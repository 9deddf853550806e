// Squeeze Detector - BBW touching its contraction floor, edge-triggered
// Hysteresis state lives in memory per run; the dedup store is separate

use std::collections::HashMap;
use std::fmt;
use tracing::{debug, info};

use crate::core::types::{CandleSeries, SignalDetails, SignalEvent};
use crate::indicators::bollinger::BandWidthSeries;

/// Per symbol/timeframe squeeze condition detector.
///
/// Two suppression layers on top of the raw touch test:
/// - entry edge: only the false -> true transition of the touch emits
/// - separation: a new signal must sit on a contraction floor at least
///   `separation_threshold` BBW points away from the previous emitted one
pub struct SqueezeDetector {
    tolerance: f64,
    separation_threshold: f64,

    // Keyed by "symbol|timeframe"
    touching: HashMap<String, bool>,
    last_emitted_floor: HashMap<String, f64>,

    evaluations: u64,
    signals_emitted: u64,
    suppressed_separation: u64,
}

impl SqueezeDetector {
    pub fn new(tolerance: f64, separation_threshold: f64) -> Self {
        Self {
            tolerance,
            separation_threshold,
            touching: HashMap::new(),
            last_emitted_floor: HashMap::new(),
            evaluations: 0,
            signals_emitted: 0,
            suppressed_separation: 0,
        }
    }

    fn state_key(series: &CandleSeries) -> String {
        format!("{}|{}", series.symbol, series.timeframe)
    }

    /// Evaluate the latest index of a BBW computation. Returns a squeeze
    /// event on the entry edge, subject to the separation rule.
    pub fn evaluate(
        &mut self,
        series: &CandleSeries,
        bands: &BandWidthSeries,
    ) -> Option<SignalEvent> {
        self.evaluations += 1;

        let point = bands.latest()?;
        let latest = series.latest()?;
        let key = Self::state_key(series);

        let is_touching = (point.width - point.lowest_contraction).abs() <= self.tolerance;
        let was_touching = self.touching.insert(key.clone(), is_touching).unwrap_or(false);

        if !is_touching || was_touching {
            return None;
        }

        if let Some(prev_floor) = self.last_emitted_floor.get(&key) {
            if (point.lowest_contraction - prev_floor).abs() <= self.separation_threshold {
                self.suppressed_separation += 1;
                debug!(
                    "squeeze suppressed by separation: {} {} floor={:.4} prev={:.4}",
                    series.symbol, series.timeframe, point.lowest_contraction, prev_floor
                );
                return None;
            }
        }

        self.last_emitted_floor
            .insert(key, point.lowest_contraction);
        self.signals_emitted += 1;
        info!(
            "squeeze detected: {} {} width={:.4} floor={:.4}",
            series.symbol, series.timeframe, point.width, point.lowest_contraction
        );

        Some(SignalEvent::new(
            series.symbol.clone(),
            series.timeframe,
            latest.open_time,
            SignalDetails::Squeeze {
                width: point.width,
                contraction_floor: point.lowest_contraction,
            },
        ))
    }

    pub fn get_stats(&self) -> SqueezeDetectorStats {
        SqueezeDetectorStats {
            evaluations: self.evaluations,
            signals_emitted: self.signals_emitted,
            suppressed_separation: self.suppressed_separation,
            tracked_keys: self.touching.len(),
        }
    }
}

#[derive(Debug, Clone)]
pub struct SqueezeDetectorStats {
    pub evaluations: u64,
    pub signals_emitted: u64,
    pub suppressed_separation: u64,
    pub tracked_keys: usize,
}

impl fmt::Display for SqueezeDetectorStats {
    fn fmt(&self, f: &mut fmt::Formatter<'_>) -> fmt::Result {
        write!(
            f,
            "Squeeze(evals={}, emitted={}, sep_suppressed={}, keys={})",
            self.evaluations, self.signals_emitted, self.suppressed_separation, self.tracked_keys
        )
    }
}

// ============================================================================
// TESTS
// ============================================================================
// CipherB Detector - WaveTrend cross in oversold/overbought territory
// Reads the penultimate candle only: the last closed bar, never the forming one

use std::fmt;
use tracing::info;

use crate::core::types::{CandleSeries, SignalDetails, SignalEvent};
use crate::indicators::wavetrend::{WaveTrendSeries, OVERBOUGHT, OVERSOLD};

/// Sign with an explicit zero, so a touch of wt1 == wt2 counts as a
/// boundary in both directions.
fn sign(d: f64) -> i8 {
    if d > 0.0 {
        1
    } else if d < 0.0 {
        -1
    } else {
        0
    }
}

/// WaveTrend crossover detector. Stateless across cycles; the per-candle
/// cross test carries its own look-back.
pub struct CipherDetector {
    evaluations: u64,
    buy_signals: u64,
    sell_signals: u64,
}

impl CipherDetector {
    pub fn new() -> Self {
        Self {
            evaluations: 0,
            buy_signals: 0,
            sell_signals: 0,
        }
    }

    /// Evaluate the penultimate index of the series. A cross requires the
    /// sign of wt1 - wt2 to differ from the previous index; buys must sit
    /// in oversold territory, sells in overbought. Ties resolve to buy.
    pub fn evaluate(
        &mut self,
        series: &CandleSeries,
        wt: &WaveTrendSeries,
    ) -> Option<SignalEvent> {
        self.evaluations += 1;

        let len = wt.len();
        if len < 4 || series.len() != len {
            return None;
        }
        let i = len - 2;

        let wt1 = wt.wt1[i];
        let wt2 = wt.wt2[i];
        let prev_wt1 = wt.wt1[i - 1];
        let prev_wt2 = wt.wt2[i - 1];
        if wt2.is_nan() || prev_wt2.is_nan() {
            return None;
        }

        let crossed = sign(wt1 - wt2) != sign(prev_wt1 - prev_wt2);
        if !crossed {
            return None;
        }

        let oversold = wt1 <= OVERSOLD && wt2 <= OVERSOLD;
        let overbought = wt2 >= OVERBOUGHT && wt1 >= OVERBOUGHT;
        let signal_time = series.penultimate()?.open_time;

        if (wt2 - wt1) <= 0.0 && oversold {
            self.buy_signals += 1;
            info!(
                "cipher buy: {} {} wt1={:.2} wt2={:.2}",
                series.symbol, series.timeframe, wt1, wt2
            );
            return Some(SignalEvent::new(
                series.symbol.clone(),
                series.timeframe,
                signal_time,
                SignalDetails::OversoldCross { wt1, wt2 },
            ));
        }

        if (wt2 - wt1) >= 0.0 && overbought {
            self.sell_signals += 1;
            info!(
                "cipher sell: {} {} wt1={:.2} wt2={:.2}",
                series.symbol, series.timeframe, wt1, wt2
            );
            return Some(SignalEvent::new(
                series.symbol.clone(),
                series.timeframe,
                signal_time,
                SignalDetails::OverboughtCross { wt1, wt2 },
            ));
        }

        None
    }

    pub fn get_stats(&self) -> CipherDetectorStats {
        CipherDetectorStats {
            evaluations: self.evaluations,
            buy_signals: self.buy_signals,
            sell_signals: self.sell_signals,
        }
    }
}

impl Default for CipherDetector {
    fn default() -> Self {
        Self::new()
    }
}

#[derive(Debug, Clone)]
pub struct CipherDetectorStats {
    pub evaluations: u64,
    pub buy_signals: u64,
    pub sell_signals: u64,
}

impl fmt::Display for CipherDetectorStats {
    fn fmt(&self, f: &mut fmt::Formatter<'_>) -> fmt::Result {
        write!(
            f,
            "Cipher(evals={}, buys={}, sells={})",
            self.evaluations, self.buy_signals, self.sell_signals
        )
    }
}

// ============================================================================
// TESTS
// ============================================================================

§ **TO DO**
Output the whole listing exactly, leaving nothing out.

§ **TASK SOLUTION**
repository 9deddf853550806e
// Squeeze Detector - BBW touching its contraction floor, edge-triggered
// Hysteresis state lives in memory per run; the dedup store is separate

use std::collections::HashMap;
use std::fmt;
use tracing::{debug, info};

use crate::core::types::{CandleSeries, SignalDetails, SignalEvent};
use crate::indicators::bollinger::BandWidthSeries;

/// Per symbol/timeframe squeeze condition detector.
///
/// Two suppression layers on top of the raw touch test:
/// - entry edge: only the false -> true transition of the touch emits
/// - separation: a new signal must sit on a contraction floor at least
///   `separation_threshold` BBW points away from the previous emitted one
pub struct SqueezeDetector {
    tolerance: f64,
    separation_threshold: f64,

    // Keyed by "symbol|timeframe"
    touching: HashMap<String, bool>,
    last_emitted_floor: HashMap<String, f64>,

    evaluations: u64,
    signals_emitted: u64,
    suppressed_separation: u64,
}

impl SqueezeDetector {
    pub fn new(tolerance: f64, separation_threshold: f64) -> Self {
        Self {
            tolerance,
            separation_threshold,
            touching: HashMap::new(),
            last_emitted_floor: HashMap::new(),
            evaluations: 0,
            signals_emitted: 0,
            suppressed_separation: 0,
        }
    }

    fn state_key(series: &CandleSeries) -> String {
        format!("{}|{}", series.symbol, series.timeframe)
    }

    /// Evaluate the latest index of a BBW computation. Returns a squeeze
    /// event on the entry edge, subject to the separation rule.
    pub fn evaluate(
        &mut self,
        series: &CandleSeries,
        bands: &BandWidthSeries,
    ) -> Option<SignalEvent> {
        self.evaluations += 1;

        let point = bands.latest()?;
        let latest = series.latest()?;
        let key = Self::state_key(series);

        let is_touching = (point.width - point.lowest_contraction).abs() <= self.tolerance;
        let was_touching = self.touching.insert(key.clone(), is_touching).unwrap_or(false);

        if !is_touching || was_touching {
            return None;
        }

        if let Some(prev_floor) = self.last_emitted_floor.get(&key) {
            if (point.lowest_contraction - prev_floor).abs() <= self.separation_threshold {
                self.suppressed_separation += 1;
                debug!(
                    "squeeze suppressed by separation: {} {} floor={:.4} prev={:.4}",
                    series.symbol, series.timeframe, point.lowest_contraction, prev_floor
                );
                return None;
            }
        }

        self.last_emitted_floor
            .insert(key, point.lowest_contraction);
        self.signals_emitted += 1;
        info!(
            "squeeze detected: {} {} width={:.4} floor={:.4}",
            series.symbol, series.timeframe, point.width, point.lowest_contraction
        );

        Some(SignalEvent::new(
            series.symbol.clone(),
            series.timeframe,
            latest.open_time,
            SignalDetails::Squeeze {
                width: point.width,
                contraction_floor: point.lowest_contraction,
            },
        ))
    }

    pub fn get_stats(&self) -> SqueezeDetectorStats {
        SqueezeDetectorStats {
            evaluations: self.evaluations,
            signals_emitted: self.signals_emitted,
            suppressed_separation: self.suppressed_separation,
            tracked_keys: self.touching.len(),
        }
    }
}

#[derive(Debug, Clone)]
pub struct SqueezeDetectorStats {
    pub evaluations: u64,
    pub signals_emitted: u64,
    pub suppressed_separation: u64,
    pub tracked_keys: usize,
}

impl fmt::Display for SqueezeDetectorStats {
    fn fmt(&self, f: &mut fmt::Formatter<'_>) -> fmt::Result {
        write!(
            f,
            "Squeeze(evals={}, emitted={}, sep_suppressed={}, keys={})",
            self.evaluations, self.signals_emitted, self.suppressed_separation, self.tracked_keys
        )
    }
}

// ============================================================================
// TESTS
// ============================================================================
// CipherB Detector - WaveTrend cross in oversold/overbought territory
// Reads the penultimate candle only: the last closed bar, never the forming one

use std::fmt;
use tracing::info;

use crate::core::types::{CandleSeries, SignalDetails, SignalEvent};
use crate::indicators::wavetrend::{WaveTrendSeries, OVERBOUGHT, OVERSOLD};

/// Sign with an explicit zero, so a touch of wt1 == wt2 counts as a
/// boundary in both directions.
fn sign(d: f64) -> i8 {
    if d > 0.0 {
        1
    } else if d < 0.0 {
        -1
    } else {
        0
    }
}

/// WaveTrend crossover detector. Stateless across cycles; the per-candle
/// cross test carries its own look-back.
pub struct CipherDetector {
    evaluations: u64,
    buy_signals: u64,
    sell_signals: u64,
}

impl CipherDetector {
    pub fn new() -> Self {
        Self {
            evaluations: 0,
            buy_signals: 0,
            sell_signals: 0,
        }
    }

    /// Evaluate the penultimate index of the series. A cross requires the
    /// sign of wt1 - wt2 to differ from the previous index; buys must sit
    /// in oversold territory, sells in overbought. Ties resolve to buy.
    pub fn evaluate(
        &mut self,
        series: &CandleSeries,
        wt: &WaveTrendSeries,
    ) -> Option<SignalEvent> {
        self.evaluations += 1;

        let len = wt.len();
        if len < 4 || series.len() != len {
            return None;
        }
        let i = len - 2;

        let wt1 = wt.wt1[i];
        let wt2 = wt.wt2[i];
        let prev_wt1 = wt.wt1[i - 1];
        let prev_wt2 = wt.wt2[i - 1];
        if wt2.is_nan() || prev_wt2.is_nan() {
            return None;
        }

        let crossed = sign(wt1 - wt2) != sign(prev_wt1 - prev_wt2);
        if !crossed {
            return None;
        }

        let oversold = wt1 <= OVERSOLD && wt2 <= OVERSOLD;
        let overbought = wt2 >= OVERBOUGHT && wt1 >= OVERBOUGHT;
        let signal_time = series.penultimate()?.open_time;

        if (wt2 - wt1) <= 0.0 && oversold {
            self.buy_signals += 1;
            info!(
                "cipher buy: {} {} wt1={:.2} wt2={:.2}",
                series.symbol, series.timeframe, wt1, wt2
            );
            return Some(SignalEvent::new(
                series.symbol.clone(),
                series.timeframe,
                signal_time,
                SignalDetails::OversoldCross { wt1, wt2 },
            ));
        }

        if (wt2 - wt1) >= 0.0 && overbought {
            self.sell_signals += 1;
            info!(
                "cipher sell: {} {} wt1={:.2} wt2={:.2}",
                series.symbol, series.timeframe, wt1, wt2
            );
            return Some(SignalEvent::new(
                series.symbol.clone(),
                series.timeframe,
                signal_time,
                SignalDetails::OverboughtCross { wt1, wt2 },
            ));
        }

        None
    }

    pub fn get_stats(&self) -> CipherDetectorStats {
        CipherDetectorStats {
            evaluations: self.evaluations,
            buy_signals: self.buy_signals,
            sell_signals: self.sell_signals,
        }
    }
}

impl Default for CipherDetector {
    fn default() -> Self {
        Self::new()
    }
}

#[derive(Debug, Clone)]
pub struct CipherDetectorStats {
    pub evaluations: u64,
    pub buy_signals: u64,
    pub sell_signals: u64,
}

impl fmt::Display for CipherDetectorStats {
    fn fmt(&self, f: &mut fmt::Formatter<'_>) -> fmt::Result {
        write!(
            f,
            "Cipher(evals={}, buys={}, sells={})",
            self.evaluations, self.buy_signals, self.sell_signals
        )
    }
}

// ============================================================================
// TESTS
// ============================================================================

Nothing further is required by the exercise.